**INPUT DATA**
....
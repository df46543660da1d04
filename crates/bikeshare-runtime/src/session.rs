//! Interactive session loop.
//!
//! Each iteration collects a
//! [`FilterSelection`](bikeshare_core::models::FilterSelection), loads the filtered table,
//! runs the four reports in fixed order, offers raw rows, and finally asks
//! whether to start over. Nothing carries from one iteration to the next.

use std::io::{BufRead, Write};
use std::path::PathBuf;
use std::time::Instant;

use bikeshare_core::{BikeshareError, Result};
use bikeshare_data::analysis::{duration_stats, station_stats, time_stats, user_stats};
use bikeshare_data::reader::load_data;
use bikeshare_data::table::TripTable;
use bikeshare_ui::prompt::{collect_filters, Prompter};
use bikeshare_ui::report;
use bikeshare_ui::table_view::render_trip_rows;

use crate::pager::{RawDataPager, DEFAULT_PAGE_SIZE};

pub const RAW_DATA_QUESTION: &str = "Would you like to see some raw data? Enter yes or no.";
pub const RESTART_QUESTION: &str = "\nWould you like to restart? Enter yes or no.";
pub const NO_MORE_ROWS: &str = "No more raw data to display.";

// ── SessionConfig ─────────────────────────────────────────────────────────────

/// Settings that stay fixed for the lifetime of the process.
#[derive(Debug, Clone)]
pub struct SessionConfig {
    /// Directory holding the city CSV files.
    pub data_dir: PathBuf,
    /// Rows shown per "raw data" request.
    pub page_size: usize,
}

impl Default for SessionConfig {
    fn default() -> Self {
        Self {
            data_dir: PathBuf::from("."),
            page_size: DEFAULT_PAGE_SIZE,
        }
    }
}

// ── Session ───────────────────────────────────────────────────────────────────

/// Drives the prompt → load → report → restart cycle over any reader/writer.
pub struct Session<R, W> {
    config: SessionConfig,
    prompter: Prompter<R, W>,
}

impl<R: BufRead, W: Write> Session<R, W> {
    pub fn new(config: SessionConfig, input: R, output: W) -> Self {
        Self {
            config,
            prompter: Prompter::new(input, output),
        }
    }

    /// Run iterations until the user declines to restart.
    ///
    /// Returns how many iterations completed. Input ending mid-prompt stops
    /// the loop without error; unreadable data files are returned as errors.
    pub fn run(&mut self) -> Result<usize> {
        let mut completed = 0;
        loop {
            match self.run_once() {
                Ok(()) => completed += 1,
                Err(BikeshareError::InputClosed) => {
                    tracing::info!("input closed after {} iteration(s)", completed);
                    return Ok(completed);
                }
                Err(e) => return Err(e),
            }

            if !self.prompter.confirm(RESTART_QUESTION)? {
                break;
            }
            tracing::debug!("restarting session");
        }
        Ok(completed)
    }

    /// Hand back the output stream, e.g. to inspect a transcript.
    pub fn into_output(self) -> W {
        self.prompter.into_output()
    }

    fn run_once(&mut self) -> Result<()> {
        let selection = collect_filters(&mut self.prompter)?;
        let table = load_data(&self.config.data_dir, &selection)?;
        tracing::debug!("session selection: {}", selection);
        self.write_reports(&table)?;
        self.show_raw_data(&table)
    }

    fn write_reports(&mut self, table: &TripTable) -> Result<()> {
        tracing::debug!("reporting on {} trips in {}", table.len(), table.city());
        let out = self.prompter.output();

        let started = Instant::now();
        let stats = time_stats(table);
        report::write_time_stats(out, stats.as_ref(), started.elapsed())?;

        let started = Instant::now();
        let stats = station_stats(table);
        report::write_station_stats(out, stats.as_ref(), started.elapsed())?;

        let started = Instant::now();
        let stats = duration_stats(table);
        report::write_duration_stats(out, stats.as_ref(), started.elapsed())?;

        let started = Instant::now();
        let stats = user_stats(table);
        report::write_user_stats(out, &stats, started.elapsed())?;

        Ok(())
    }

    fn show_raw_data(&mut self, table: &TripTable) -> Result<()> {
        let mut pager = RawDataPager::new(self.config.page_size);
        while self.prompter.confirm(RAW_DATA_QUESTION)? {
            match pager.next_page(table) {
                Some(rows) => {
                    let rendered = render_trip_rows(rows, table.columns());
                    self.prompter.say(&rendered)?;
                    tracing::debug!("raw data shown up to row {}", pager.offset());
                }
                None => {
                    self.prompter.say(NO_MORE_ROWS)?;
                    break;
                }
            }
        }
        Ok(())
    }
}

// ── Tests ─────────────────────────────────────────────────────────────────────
....
**ASSIGNMENT**
Taking the entries above, write out exactly each line from the one holding "fn default() ->" to the one holding "impl<R: BufRead, W: Write>", both included, and stop there.

**ANSWER SECTION**
    fn default() -> Self {
        Self {
            data_dir: PathBuf::from("."),
            page_size: DEFAULT_PAGE_SIZE,
        }
    }
}

// ── Session ───────────────────────────────────────────────────────────────────

/// Drives the prompt → load → report → restart cycle over any reader/writer.
pub struct Session<R, W> {
    config: SessionConfig,
    prompter: Prompter<R, W>,
}

impl<R: BufRead, W: Write> Session<R, W> {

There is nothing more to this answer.